Here's why you are probably wrong.
Here's Hare again. Narcissistis and psychopaths (a subset of ASPD) share half their (statistical) Factor Structure. DSM-IV is a behavioural checklist.
We use psychological classification all the time whether we like it or not (look into the 'logic' of the intensional verbs), denying one does so does not mean one does not do so, it just means one lacks insight into the nature of one's behaviour.
Finally, this is not about argument. In the context of Hare's account above, yesterday's Treasury Select Committee made interesting viewing. It's worth watching.
Complain about this comment (Comment number 94)
Comment number 95.
At 08:06 18th Mar 2009, JadedJean wrote:LibertarianKurt (#93) "You see, this is where your altruism/ascetics gets in the way of how you think humans ought to act."
Look into how healthy families behave. This is not about how one ought to act. It's about how most healthy, normal, people, behave vs a minority who do not.

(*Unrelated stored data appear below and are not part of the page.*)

use std::sync::LazyLock;

use serde::Deserialize;
use serde::Serialize;

/// Style sheet embedded into every HTML listing.
pub const DEFAULT_CSS: &str = concat!(
    "H1 {font-family:Tahoma,Arial,sans-serif;color:white;background-color:#525D76;font-size:22px;} ",
    "H2 {font-family:Tahoma,Arial,sans-serif;color:white;background-color:#525D76;font-size:16px;} ",
    "H3 {font-family:Tahoma,Arial,sans-serif;color:white;background-color:#525D76;font-size:14px;} ",
    "BODY {font-family:Tahoma,Arial,sans-serif;color:black;background-color:white;} ",
    "B {font-family:Tahoma,Arial,sans-serif;color:white;background-color:#525D76;} ",
    "P {font-family:Tahoma,Arial,sans-serif;background:white;color:black;font-size:12px;}",
    "A {color : black;}",
    "A.name {color : black;}",
    ".line {height: 1px; background-color: #525D76; border: none;}",
);

/// Server identification printed in the footer of every HTML listing.
pub const SERVER_INFO: &str = concat!(env!("CARGO_PKG_NAME"), "/", env!("CARGO_PKG_VERSION"));

static GLOBAL: LazyLock<WriterConfig> = LazyLock::new(WriterConfig::default);

/// Server-controlled settings for HTML rendering.
///
/// Missing fields take their defaults when deserialized, so a host service
/// can embed a partial table in its own config file.
#[derive(Debug, Clone, Serialize, Deserialize, PartialEq, Eq)]
#[serde(default)]
pub struct WriterConfig {
    /// Contents of the embedded `<style>` block.
    pub css: String,
    /// Text of the footer heading.
    pub server_info: String,
    /// Escape the title, entry names and urls before embedding them.
    /// Turning this off reproduces the legacy output byte for byte but lets
    /// file names inject markup.
    pub escape_html: bool,
}

impl Default for WriterConfig {
    fn default() -> Self {
        Self {
            css: DEFAULT_CSS.to_owned(),
            server_info: SERVER_INFO.to_owned(),
            escape_html: true,
        }
    }
}

impl WriterConfig {
    /// The process-wide default configuration. Built on first use and never
    /// modified afterwards.
    pub fn global() -> &'static WriterConfig {
        &GLOBAL
    }
}

#[cfg(test)]
mod tests {
    use super::*;

    #[test]
    fn global_is_default() {
        assert_eq!(WriterConfig::global(), &WriterConfig::default());
        assert!(std::ptr::eq(WriterConfig::global(), WriterConfig::global()));
    }

    #[test]
    fn server_info_names_crate() {
        assert!(SERVER_INFO.starts_with("dirlist/"));
    }

    #[test]
    fn partial_config_fills_defaults() {
        let config: WriterConfig = serde_json::from_str(r#"{"escape_html": false}"#).unwrap();
        assert!(!config.escape_html);
        assert_eq!(config.css, DEFAULT_CSS);
        assert_eq!(config.server_info, SERVER_INFO);
    }
}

See my links posted in #94.
Complain about this comment (Comment number 95)
Comment number 96.
At 09:07 18th Mar 2009, rwolff wrote:#94 JadedJean
I must agree with you that there are problems with natural language, particularly when multiple meanings are confused. You seem to insist on conflating individualism with a number of psychological traits yet ignore the beneficial characteristics of self-reliance and self responsibility.
Hares comments were couched in the usual language of the obscurantist, may, could etc. In any event, surely your categorisation applies to a power seeking individual much more so when the power they seek is that of state coercion of others. We are seeing this in the initiatives to regulate the banking system. Who do you think will emerge on top? What personality disorder will they need to exhibit to get there?
Complain about this comment (Comment number 96)
Comment number 97.
At 09:53 18th Mar 2009, JadedJean wrote:rwolff (#36) I suspect what you are picking up on in Hare is the caution which any good scientist shows when speaking about these matters to (presumed) non-professional, i.e. untrained audiences. All professionals have technical languages and the training of professionals requires them to learn specialist languages and other behaviours. These can not be directly translated back into Natural Language for what should be obvious reasons.
I susect you seriously underestimate the extent to which the non-truth functionality of Natural Language and disrespect for the sciences has contributed to the rise in mendacity which now blights modern life. It should be obvious that we rely upon other people for language, and that because language is a social construction it presumes a contract. As a consequence, individualism never comes into this (except through lack of awareness of what's going on between people). Group strategies in the service of group self-interest, egregiously masquerading as individualism, often seduce people into believing individualism is anthing but pathologial.
The problem with DSM-IV Axis II, Cluster B disorders is that such Personality Disorders are characterised by lack of concern for others' interests. It's as if such people have a scotoma there. This is why they are rarely helped. I suspect some ethnic groups have a higher prevalence than others, but I emphasise that this is just a matter of frequencies. It is a difficult, and sensitive issue, but one which costs others very dearly.